Monday, September 28, 2009

Capping bankers bonuses

Angela Knight - chief executive of the British Bankers' Association - has a piece on Comment is Free today arguing against the capping of bankers' bonuses:
Banking is after all a global business and the brightest can – and will – move to where the best deals are found.
Liberal England replies: Don't let the door hit your ass on the way out.

6 comments:

Richard T said...

Why not second (exile) all the grasping bankers to Iran to work on their economy thus achieving the ruination of the regime and punishment of the bankers, with the added bonus of the potential for some mutilation by the loss of the odd hand or limb.

Seriously, it is quite bewildering that the Bankers just don't get it do they? Their greed nearly brought down the western economies and yet they still expect to get bonus recompense. As you say - off you go folk and close the door after you.

Foregone Conclusion said...

I was almost screaming at the radio when there was a 'vox pop' interview with a number of bankers coming out of Canary Wharf. First, one of them said:

'I don't see why we shouldn't get bonuses if we earn our company millions of pounds each year'

...missing entirely the fact that they have LOST their company millions this year, billions collectively, and have helped drag down the world economy in the process. One of the unfortunate effects of the government bailout is to insulate these chaps (and they are nearly all chaps) from the starkness of the position which their institutions would be in if it were not for government intervention.

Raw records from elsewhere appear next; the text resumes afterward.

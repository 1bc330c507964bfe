//! Trace market resolution and capacity classification for a coordinate.
//!
//! Usage: `diagnose <lat> <lng> <property_count>`
//!
//! Loads the catalog from CATALOG_PATH (JSON snapshot) when set, otherwise
//! from the market_rental_data table in DB_PATH, then reports the nearest
//! regions, the resolution outcome, and the capacity classification.

use tracing::{error, info, warn};
use tracing_subscriber::EnvFilter;

use market_capacity::catalog::loader;
use market_capacity::classifier::classify;
use market_capacity::config::{Config, PROPERTY_COUNT_CAP};
use market_capacity::error::{AppError, Result};
use market_capacity::resolver::{rank_by_distance, resolve};
use market_capacity::types::MarketTier;

#[tokio::main]
async fn main() {
    let cfg = match Config::from_env() {
        Ok(c) => c,
        Err(e) => {
            eprintln!("Config error: {e}");
            std::process::exit(1);
        }
    };

    tracing_subscriber::fmt()
        .with_env_filter(EnvFilter::new(&cfg.log_level))
        .init();

    if let Err(e) = run(cfg).await {
        error!("Fatal error: {e}");
        std::process::exit(1);
    }
}

async fn run(cfg: Config) -> Result<()> {
    let (lat, lng, raw_count) = parse_args()?;

    let catalog = match &cfg.catalog_path {
        Some(path) => loader::load_from_json(path)?,
        None => {
            let pool = sqlx::SqlitePool::connect(&format!("sqlite:{}", cfg.db_path)).await?;
            loader::load_from_db(&pool).await?
        }
    };

    let observed = raw_count.min(PROPERTY_COUNT_CAP);
    if observed < raw_count {
        info!("Observed count capped at {PROPERTY_COUNT_CAP} (provider result limit)");
    }

    info!("Nearest market regions to ({lat}, {lng}):");
    for entry in rank_by_distance(lat, lng, &catalog).iter().take(15) {
        let coverage = if entry.within_radius { "within" } else { "outside" };
        info!(
            "  {} — {:.2} mi ({} {:.0} mi radius) | tier {} | rank {}",
            entry.record.city_state,
            entry.distance_miles,
            coverage,
            entry.record.radius_miles,
            entry.record.tier,
            entry.record.size_rank,
        );
    }

    let tier = match resolve(lat, lng, &catalog) {
        Some(m) => {
            info!(
                "Resolved to {} (region {}) at {:.2} mi — tier {}",
                m.record.city_state, m.record.region_id, m.distance_miles, m.record.tier,
            );
            m.record.tier
        }
        None => {
            let tier = MarketTier::from_property_count(observed);
            warn!(
                "No market region covers this coordinate — fallback tiering from \
                 count {observed} gives tier {tier}",
            );
            tier
        }
    };

    let result = classify(tier, observed);
    let t = result.thresholds;
    info!(
        "Capacity: count {} → {} | sweet spot {}-{} | good {}-{} and {}-{} | \
         scale 0-{} (marker at {:.1}%)",
        observed,
        result.status,
        t.green_lower,
        t.green_upper,
        t.blue_lower,
        t.green_lower - 1,
        t.green_upper + 1,
        t.blue_right_max,
        t.max_scale,
        t.scale_position(observed),
    );
    info!("{}", result.message);

    Ok(())
}

/// Coordinate validation happens here, before the resolver sees anything —
/// the core assumes pre-validated numeric input.
fn parse_args() -> Result<(f64, f64, u32)> {
    let args: Vec<String> = std::env::args().skip(1).collect();
    if args.len() != 3 {
        return Err(AppError::Config(
            "usage: diagnose <lat> <lng> <property_count>".to_string(),
        ));
    }

    let lat = args[0]
        .parse::<f64>()
        .map_err(|_| AppError::Config(format!("invalid latitude: {}", args[0])))?;
    let lng = args[1]
        .parse::<f64>()
        .map_err(|_| AppError::Config(format!("invalid longitude: {}", args[1])))?;
    let count = args[2]
        .parse::<u32>()
        .map_err(|_| AppError::Config(format!("invalid property count: {}", args[2])))?;

    if !lat.is_finite() || !(-90.0..=90.0).contains(&lat) {
        return Err(AppError::Config(format!("latitude out of range: {lat}")));
    }
    if !lng.is_finite() || !(-180.0..=180.0).contains(&lng) {
        return Err(AppError::Config(format!("longitude out of range: {lng}")));
    }

    Ok((lat, lng, count))
}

And, of course, they aren't really creating millions of pounds, that money comes in different ways from investors, workers, entrepreneurs, and so on. Not them.

The second one raised the same point: 'we'll leave the country if you curb bonuses!'

Now, this is hardly a talent drain. It takes bugger all time to train a merchant banker - there is no specialist qualification, demonstrated by the fact that many of them are simply the most greedy individuals to come out of a three-year English course at Oxford or Cambridge. Compared to the time it takes to become an engineer (these years, it's a four year course), or a doctor (five years in medical school is only the beginning), the necessary level of training is very low, simply basic intelligence. Fact is, we could probably sweep the streets right now and find 100 people capable to becoming one.

dheigham said...

Tut.

Even in Rutland, the proper spelling is arse.

Jonathan Calder said...

I was affecting an Americanism, don't cha know?

cheshirelanguagepolice said...

I was also wondering what Angela Knight's donkey had done to merit such treatment ......

dreamingspire said...

In the mid 1980s trading floor bosses were hiring barrow boys off the streets: sharp minds, you see. It disgusted the old public school elite.